--- MATERIAL TO PROCESS ---
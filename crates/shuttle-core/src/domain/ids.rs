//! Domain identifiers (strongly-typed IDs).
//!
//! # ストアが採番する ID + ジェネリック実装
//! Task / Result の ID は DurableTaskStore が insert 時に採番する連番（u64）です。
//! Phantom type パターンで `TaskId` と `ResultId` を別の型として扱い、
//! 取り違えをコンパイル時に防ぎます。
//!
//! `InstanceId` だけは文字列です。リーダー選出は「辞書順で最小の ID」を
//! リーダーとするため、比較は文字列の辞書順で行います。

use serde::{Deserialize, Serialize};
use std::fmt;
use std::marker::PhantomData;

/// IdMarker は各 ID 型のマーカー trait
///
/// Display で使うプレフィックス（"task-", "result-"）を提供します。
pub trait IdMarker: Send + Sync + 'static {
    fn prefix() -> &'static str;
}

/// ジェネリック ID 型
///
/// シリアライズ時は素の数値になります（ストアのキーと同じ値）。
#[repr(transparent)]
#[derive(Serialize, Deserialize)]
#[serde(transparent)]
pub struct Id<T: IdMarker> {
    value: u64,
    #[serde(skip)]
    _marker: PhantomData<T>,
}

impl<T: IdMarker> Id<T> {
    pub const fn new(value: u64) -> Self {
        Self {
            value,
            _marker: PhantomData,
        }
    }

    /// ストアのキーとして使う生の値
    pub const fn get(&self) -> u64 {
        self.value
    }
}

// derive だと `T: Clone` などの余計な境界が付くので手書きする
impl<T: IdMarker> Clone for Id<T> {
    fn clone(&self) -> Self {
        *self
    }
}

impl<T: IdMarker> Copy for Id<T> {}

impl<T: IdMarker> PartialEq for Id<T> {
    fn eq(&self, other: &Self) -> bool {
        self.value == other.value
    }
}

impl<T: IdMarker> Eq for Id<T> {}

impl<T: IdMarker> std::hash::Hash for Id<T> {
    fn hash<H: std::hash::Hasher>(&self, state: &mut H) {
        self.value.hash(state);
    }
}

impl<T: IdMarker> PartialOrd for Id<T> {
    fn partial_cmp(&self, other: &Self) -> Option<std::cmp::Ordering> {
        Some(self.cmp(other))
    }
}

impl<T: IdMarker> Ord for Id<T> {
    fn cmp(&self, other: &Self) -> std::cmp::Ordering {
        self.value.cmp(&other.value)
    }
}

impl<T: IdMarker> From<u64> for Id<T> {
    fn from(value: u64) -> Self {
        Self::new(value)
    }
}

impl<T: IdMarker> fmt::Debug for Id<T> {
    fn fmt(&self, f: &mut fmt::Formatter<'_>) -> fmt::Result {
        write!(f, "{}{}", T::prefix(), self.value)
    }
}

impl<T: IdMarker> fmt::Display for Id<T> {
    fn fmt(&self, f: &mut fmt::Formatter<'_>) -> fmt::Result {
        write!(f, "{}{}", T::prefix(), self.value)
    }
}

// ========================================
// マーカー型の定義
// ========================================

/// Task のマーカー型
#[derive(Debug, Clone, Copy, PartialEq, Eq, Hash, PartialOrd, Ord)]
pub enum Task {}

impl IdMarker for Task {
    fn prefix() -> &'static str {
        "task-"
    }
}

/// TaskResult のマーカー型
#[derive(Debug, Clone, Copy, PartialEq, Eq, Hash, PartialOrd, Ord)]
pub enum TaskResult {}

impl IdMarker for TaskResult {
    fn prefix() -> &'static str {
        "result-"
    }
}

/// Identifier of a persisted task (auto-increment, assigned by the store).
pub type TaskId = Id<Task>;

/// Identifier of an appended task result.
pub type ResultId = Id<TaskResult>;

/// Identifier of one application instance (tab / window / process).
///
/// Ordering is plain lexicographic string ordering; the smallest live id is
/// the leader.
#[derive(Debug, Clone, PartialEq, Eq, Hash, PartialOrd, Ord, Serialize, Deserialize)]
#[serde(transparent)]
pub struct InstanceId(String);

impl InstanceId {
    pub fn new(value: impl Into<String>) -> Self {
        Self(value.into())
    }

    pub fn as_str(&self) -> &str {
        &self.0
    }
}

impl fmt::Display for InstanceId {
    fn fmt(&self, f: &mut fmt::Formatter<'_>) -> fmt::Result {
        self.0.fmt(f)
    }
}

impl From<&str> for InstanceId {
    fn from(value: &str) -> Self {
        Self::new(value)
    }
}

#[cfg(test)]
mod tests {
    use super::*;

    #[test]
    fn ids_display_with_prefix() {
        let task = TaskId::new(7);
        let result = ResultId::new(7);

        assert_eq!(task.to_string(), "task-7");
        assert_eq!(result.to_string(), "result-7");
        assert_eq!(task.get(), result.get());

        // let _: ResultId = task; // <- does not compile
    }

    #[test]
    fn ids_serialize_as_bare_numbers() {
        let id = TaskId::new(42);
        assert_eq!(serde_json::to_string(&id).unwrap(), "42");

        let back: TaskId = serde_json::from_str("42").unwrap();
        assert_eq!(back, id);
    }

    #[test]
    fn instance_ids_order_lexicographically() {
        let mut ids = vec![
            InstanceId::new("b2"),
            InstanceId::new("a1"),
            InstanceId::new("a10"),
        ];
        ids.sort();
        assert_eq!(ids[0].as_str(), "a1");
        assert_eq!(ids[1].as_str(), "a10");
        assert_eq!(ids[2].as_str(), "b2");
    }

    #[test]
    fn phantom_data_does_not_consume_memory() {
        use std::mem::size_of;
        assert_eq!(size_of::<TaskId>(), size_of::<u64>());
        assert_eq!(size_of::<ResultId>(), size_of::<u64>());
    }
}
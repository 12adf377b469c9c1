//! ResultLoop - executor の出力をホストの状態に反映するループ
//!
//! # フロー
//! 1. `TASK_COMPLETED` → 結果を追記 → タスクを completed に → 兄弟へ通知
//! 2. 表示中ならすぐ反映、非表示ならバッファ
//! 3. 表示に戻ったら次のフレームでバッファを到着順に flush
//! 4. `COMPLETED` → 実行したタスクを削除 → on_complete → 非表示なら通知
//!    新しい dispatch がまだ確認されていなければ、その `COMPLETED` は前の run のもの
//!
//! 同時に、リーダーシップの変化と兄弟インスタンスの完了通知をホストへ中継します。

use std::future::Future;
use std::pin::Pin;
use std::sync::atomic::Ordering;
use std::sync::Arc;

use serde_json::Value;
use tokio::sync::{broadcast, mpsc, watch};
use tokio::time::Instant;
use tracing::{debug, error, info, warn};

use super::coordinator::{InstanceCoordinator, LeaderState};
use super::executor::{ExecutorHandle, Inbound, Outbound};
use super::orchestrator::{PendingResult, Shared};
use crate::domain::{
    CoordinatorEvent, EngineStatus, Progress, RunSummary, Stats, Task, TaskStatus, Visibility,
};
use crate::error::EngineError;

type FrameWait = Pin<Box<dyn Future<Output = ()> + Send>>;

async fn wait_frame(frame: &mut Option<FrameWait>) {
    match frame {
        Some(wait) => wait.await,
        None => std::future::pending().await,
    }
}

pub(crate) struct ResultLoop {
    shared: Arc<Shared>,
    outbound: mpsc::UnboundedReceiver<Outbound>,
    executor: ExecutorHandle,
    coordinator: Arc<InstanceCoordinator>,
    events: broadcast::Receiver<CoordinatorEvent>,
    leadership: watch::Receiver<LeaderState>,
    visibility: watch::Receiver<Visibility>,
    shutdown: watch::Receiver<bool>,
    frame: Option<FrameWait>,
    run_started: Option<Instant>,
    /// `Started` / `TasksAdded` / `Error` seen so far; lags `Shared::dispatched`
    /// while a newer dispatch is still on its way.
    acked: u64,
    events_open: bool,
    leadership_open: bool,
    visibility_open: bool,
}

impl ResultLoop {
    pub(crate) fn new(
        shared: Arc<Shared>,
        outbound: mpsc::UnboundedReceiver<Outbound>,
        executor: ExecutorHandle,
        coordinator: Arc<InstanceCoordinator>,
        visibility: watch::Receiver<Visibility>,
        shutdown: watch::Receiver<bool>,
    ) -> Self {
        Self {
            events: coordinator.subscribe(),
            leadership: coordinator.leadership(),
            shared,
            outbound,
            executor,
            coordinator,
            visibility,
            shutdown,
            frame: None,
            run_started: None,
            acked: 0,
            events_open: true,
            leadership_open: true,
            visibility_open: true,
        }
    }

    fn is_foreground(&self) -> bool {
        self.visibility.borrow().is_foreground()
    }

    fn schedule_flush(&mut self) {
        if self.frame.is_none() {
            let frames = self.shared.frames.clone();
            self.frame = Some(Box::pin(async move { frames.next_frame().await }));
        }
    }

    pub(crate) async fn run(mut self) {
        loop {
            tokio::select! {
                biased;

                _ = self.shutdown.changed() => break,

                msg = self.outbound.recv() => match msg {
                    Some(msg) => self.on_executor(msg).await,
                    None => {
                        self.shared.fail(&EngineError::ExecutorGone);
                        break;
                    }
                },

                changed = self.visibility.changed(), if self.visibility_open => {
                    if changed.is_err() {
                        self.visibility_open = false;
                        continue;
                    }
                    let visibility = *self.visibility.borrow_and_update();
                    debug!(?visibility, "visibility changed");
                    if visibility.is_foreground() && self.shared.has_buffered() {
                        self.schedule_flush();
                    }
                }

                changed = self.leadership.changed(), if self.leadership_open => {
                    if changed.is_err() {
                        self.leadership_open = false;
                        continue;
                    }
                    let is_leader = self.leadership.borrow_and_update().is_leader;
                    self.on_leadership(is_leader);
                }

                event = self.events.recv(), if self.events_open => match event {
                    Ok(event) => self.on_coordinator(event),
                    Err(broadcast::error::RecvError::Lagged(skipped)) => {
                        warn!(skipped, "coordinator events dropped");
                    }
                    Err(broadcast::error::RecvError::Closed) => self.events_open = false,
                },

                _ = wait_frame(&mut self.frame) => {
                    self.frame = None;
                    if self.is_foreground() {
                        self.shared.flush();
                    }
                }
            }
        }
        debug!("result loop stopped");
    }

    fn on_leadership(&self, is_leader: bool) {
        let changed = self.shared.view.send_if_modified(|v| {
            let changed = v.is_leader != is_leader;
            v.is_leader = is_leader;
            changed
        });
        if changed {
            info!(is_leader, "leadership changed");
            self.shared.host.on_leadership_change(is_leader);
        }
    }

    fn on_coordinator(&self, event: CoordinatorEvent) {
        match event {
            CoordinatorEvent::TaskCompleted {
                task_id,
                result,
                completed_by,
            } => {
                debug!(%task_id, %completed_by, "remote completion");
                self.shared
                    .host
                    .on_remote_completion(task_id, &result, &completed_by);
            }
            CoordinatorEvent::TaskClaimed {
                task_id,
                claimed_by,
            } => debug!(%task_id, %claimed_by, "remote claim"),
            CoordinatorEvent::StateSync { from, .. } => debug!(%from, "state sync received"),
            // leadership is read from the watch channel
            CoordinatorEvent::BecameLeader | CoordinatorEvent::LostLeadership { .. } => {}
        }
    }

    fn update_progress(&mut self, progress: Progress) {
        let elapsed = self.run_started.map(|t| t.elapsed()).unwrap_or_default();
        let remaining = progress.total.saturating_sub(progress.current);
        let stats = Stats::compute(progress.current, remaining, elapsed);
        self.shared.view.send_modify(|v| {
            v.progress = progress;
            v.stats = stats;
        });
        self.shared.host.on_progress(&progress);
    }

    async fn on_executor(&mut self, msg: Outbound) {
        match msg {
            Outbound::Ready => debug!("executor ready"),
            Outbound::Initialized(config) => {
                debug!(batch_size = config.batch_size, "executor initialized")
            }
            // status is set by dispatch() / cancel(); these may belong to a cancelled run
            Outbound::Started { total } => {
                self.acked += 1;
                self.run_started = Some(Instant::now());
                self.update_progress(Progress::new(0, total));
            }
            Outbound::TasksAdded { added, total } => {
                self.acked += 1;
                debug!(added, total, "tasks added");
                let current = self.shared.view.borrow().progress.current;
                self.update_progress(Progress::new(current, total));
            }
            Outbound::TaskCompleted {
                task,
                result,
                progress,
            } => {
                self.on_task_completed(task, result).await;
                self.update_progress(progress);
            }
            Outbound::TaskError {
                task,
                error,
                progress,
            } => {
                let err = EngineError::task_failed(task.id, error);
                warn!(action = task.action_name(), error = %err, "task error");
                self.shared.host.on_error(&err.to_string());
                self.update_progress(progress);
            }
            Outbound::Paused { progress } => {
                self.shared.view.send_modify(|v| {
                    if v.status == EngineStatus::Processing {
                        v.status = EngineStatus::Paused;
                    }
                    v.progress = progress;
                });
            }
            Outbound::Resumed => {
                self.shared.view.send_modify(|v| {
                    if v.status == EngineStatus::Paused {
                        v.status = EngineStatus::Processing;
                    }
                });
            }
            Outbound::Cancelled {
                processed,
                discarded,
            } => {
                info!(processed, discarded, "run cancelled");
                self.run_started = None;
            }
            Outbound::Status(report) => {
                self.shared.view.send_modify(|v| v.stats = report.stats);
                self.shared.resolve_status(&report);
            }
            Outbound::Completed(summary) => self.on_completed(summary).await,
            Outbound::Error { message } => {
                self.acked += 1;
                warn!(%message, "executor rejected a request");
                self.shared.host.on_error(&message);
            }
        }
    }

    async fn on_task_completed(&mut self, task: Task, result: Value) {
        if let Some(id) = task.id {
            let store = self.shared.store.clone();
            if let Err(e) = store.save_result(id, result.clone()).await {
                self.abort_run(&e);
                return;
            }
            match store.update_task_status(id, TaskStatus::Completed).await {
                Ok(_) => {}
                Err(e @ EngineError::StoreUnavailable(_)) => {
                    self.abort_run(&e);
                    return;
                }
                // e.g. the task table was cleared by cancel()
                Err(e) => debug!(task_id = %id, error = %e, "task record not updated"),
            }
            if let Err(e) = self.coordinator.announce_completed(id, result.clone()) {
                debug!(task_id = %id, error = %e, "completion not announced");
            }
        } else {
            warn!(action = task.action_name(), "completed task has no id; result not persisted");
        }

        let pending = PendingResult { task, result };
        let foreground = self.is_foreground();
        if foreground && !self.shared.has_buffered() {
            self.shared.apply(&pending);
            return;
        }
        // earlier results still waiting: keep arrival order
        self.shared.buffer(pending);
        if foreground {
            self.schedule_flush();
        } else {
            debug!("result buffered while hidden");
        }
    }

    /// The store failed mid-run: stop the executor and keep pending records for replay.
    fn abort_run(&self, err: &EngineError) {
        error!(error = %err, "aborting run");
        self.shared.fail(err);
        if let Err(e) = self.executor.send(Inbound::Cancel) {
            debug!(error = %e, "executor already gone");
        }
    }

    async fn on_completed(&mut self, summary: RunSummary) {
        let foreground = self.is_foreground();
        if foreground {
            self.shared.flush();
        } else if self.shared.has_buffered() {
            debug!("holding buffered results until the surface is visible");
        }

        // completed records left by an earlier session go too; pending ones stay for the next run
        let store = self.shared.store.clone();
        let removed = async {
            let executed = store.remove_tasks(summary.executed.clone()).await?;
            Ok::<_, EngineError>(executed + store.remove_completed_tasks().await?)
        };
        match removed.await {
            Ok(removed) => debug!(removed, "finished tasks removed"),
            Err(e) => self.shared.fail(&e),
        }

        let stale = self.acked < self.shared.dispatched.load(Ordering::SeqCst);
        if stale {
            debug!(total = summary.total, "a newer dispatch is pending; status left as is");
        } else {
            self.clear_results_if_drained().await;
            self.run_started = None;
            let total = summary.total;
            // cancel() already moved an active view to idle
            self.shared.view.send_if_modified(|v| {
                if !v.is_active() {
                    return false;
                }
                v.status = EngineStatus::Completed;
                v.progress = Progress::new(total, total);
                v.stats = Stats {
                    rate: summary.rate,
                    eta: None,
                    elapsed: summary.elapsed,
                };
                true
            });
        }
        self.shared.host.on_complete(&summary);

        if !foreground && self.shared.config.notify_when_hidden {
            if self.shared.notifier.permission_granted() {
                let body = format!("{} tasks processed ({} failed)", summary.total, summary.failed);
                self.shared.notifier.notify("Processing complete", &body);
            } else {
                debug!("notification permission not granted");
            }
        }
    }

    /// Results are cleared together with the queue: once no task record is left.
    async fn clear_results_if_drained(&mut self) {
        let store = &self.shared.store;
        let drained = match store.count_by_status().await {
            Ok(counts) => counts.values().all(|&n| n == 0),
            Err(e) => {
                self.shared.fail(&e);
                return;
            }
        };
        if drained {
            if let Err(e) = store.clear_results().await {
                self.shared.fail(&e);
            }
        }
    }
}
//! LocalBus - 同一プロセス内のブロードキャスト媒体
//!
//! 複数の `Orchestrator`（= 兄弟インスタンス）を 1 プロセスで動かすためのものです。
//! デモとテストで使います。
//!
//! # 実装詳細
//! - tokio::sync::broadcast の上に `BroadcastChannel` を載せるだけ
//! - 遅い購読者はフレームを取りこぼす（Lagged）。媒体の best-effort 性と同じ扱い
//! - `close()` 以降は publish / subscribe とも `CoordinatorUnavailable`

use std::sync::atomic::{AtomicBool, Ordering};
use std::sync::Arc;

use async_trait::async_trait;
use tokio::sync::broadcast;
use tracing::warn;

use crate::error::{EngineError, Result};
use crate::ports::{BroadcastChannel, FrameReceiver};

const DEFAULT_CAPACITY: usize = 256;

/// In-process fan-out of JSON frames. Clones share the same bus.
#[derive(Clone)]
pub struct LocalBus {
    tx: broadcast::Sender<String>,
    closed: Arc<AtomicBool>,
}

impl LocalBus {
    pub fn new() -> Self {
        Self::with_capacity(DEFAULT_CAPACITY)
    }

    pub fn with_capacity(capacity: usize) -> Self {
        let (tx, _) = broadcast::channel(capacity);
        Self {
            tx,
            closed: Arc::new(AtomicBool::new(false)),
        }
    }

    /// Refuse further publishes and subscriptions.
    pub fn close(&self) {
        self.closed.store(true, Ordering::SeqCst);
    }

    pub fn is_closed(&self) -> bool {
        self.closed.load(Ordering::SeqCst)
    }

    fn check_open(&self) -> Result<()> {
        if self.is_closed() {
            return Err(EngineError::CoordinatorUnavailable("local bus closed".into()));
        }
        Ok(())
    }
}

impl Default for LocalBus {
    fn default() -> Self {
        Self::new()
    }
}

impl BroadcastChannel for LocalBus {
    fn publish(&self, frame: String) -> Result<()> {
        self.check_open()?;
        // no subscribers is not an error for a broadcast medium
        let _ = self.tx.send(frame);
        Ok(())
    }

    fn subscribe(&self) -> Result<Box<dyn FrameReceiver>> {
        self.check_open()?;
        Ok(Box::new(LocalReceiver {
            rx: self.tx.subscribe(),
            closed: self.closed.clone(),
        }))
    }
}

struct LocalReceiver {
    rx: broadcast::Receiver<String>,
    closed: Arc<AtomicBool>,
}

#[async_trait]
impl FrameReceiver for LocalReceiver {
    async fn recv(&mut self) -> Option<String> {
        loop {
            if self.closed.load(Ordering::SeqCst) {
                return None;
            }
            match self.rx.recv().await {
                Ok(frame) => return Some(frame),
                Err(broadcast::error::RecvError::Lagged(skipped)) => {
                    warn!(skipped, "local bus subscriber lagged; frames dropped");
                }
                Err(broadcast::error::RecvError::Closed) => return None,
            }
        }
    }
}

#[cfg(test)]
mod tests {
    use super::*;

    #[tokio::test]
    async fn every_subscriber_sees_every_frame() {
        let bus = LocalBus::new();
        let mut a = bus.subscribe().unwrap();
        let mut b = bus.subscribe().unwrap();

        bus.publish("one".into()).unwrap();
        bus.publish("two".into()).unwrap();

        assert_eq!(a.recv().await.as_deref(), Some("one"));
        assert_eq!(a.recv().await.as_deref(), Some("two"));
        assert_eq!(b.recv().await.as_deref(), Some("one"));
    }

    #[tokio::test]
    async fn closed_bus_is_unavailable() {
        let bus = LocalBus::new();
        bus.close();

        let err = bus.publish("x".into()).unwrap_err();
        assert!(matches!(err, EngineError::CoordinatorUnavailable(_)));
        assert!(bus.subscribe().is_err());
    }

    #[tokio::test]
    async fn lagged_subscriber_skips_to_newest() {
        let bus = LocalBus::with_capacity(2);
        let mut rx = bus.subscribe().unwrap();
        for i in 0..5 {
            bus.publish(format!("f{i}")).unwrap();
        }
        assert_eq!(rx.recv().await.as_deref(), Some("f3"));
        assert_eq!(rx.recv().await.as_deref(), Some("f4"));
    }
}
---
## TASK OBJECTIVE
Would you set down, word for word, the lines from the opening of the entries above through the line with "#[derive(Serialize, Deserialize)]", both included, and no others?

## SOLUTION FOR THIS TASK
filename crates/shuttle-core/src/domain/ids.rs
//! Domain identifiers (strongly-typed IDs).
//!
//! # ストアが採番する ID + ジェネリック実装
//! Task / Result の ID は DurableTaskStore が insert 時に採番する連番（u64）です。
//! Phantom type パターンで `TaskId` と `ResultId` を別の型として扱い、
//! 取り違えをコンパイル時に防ぎます。
//!
//! `InstanceId` だけは文字列です。リーダー選出は「辞書順で最小の ID」を
//! リーダーとするため、比較は文字列の辞書順で行います。

use serde::{Deserialize, Serialize};
use std::fmt;
use std::marker::PhantomData;

/// IdMarker は各 ID 型のマーカー trait
///
/// Display で使うプレフィックス（"task-", "result-"）を提供します。
pub trait IdMarker: Send + Sync + 'static {
    fn prefix() -> &'static str;
}

/// ジェネリック ID 型
///
/// シリアライズ時は素の数値になります（ストアのキーと同じ値）。
#[repr(transparent)]
#[derive(Serialize, Deserialize)]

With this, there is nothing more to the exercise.